BEGIN Data for analysis

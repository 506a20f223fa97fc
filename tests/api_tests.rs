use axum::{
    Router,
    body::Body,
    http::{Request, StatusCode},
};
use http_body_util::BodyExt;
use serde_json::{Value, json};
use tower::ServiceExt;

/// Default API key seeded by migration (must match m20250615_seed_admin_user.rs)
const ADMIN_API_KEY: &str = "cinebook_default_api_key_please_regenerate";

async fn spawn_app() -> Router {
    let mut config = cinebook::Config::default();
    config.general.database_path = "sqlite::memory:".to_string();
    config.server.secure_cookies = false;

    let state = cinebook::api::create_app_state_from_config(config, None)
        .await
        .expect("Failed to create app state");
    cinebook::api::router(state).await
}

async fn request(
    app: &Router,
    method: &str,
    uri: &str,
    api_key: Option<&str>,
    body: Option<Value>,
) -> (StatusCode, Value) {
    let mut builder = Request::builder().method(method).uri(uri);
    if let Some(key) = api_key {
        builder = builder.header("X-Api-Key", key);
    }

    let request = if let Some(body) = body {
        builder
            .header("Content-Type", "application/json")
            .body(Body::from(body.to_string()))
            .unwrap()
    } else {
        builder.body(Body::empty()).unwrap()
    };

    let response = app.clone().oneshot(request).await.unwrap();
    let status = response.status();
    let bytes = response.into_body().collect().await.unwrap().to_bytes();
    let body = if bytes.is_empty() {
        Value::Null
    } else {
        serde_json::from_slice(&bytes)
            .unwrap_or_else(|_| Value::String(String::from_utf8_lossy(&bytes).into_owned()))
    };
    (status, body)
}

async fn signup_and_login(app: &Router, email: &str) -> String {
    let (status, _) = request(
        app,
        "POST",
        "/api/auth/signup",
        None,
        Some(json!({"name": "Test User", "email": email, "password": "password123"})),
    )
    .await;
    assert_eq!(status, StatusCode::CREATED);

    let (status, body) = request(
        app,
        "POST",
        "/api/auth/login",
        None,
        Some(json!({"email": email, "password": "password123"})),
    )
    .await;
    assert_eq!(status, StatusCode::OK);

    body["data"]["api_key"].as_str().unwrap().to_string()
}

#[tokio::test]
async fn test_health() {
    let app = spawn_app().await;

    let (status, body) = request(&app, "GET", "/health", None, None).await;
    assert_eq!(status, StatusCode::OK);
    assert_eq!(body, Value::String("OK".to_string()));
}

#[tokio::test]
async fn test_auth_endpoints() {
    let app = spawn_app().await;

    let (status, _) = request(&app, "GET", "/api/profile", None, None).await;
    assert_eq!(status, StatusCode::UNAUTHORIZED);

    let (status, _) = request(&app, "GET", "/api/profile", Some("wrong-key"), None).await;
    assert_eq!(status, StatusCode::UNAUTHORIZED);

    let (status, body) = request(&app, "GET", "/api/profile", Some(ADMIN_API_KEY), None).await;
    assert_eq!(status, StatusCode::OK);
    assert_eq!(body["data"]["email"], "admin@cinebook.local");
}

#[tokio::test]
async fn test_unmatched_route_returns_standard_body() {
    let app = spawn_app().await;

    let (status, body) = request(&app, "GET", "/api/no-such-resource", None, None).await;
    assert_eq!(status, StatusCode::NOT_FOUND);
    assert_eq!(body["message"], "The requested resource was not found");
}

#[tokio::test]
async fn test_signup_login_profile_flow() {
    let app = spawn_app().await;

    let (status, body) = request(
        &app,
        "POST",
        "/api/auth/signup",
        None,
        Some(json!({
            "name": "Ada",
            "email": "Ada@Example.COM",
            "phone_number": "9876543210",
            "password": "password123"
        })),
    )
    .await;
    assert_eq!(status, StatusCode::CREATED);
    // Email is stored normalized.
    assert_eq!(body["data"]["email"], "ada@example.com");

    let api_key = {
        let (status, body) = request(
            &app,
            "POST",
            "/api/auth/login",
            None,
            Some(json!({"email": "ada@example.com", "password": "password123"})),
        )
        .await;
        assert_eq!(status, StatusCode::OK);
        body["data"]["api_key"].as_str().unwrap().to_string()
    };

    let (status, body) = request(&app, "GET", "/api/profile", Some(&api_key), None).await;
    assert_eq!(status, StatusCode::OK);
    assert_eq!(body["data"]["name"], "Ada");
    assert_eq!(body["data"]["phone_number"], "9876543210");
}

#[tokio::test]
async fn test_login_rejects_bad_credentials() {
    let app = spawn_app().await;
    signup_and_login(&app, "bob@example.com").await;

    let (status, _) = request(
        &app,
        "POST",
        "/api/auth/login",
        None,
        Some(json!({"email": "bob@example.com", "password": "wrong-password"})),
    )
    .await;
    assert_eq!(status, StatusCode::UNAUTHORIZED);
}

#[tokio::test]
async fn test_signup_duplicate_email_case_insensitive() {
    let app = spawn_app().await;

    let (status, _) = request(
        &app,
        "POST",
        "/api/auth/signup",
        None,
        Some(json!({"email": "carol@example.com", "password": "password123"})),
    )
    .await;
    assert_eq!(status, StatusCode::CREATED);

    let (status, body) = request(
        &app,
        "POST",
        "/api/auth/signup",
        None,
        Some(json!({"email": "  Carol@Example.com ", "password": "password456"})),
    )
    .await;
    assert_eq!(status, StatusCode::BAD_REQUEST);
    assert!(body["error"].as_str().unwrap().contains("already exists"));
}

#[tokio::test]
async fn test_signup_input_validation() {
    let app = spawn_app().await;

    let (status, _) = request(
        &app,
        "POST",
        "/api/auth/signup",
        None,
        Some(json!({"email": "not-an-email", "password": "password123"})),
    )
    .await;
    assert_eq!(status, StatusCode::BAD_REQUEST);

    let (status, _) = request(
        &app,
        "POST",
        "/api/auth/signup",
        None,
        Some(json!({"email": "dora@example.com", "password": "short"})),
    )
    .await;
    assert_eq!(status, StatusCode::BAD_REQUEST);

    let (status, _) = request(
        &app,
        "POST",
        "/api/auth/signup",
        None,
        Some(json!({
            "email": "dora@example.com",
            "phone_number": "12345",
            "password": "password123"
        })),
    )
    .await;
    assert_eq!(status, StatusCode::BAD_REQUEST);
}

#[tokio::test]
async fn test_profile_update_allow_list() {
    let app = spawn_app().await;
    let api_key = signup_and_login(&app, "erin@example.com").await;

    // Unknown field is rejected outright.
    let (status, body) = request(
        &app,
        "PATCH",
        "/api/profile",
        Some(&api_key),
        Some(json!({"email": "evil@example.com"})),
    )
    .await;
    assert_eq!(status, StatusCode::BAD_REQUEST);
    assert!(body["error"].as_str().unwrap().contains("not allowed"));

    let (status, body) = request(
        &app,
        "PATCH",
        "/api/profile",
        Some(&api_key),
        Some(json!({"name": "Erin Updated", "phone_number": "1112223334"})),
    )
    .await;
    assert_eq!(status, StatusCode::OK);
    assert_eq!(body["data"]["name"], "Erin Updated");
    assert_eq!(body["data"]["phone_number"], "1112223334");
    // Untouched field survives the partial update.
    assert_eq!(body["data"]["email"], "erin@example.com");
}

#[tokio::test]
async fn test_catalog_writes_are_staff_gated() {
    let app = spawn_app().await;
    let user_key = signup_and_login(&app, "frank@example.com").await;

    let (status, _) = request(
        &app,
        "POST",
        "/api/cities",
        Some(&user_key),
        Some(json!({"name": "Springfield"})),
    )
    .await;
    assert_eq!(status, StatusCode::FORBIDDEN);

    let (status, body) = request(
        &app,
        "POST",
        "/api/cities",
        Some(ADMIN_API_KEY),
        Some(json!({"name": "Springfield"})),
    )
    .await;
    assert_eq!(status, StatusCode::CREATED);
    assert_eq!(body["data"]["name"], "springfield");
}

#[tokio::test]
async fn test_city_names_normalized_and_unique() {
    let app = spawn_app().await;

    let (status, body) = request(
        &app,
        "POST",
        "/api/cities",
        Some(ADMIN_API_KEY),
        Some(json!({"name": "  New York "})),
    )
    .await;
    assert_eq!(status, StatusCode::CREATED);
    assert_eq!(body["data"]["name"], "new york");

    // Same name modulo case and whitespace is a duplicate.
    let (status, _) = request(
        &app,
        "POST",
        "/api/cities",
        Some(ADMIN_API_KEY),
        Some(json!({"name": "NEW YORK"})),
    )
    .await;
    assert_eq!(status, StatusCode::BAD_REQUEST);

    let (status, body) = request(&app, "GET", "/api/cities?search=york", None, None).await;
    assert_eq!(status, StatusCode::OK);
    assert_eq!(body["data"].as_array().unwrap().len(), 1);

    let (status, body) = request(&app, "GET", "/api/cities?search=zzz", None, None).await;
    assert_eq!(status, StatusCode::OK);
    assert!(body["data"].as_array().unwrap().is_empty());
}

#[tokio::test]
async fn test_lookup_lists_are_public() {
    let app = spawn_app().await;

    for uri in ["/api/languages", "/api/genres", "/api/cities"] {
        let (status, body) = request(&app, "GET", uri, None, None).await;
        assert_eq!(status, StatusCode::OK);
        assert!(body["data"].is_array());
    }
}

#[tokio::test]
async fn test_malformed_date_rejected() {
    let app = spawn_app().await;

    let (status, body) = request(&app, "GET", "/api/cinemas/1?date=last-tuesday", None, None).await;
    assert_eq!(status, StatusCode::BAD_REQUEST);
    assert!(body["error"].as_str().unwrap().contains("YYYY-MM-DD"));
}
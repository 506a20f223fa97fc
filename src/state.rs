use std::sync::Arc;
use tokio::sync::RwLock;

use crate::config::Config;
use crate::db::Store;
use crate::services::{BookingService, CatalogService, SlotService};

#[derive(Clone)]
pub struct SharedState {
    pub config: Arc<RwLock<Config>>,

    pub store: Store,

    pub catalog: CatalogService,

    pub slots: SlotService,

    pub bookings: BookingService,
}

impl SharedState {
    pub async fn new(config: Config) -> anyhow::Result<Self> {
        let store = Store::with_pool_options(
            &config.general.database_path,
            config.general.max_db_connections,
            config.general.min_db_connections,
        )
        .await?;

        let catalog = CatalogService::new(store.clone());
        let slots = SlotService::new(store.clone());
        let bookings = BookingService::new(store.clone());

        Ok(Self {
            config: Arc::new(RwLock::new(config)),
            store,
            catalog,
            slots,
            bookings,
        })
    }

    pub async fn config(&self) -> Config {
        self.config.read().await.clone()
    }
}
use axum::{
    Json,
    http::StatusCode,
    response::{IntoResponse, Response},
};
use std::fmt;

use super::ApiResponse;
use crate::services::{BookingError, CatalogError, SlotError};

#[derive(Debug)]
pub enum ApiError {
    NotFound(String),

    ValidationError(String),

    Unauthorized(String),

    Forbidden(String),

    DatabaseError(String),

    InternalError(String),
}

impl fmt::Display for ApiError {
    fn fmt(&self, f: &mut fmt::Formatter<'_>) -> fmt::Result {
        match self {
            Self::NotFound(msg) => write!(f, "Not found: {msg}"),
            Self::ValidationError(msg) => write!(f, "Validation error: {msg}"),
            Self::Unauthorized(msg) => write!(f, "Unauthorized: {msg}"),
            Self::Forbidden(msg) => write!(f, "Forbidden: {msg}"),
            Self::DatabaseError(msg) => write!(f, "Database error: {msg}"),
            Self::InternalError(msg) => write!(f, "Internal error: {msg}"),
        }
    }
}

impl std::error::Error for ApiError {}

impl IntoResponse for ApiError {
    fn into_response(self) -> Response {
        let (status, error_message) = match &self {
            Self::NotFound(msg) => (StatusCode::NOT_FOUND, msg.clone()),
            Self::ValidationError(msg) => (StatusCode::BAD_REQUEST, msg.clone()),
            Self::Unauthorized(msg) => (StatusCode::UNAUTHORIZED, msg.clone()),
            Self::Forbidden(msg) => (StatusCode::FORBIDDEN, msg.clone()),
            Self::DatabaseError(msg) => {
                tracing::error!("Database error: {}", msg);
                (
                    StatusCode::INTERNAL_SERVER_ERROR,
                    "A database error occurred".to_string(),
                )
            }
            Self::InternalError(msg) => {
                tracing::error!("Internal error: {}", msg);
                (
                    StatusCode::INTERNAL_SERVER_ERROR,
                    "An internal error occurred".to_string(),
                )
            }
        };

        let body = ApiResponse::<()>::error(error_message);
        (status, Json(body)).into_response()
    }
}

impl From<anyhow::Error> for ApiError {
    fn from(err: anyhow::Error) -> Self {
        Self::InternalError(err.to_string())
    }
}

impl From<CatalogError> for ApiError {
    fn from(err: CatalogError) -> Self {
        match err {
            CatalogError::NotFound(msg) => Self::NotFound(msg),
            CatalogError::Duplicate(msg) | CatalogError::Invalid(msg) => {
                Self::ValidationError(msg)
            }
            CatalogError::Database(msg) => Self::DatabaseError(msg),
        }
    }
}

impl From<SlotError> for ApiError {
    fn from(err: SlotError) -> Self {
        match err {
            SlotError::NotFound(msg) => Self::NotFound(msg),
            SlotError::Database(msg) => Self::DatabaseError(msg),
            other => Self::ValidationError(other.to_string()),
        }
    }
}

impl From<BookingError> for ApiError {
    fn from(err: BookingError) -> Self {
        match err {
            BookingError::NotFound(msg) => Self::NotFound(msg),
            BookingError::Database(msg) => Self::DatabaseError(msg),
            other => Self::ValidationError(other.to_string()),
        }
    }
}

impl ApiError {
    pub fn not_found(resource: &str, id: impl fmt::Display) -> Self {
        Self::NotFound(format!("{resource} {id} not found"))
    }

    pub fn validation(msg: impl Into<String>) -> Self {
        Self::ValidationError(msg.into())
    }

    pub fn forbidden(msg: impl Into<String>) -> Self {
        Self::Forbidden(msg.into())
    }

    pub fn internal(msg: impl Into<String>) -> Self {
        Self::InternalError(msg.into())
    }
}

END Data for analysis

» Activity: What lines of the material above hold the string "CatalogService"? Please copy them.

» Problem solution:
use crate::services::{BookingService, CatalogService, SlotService};
    pub catalog: CatalogService,
        let catalog = CatalogService::new(store.clone());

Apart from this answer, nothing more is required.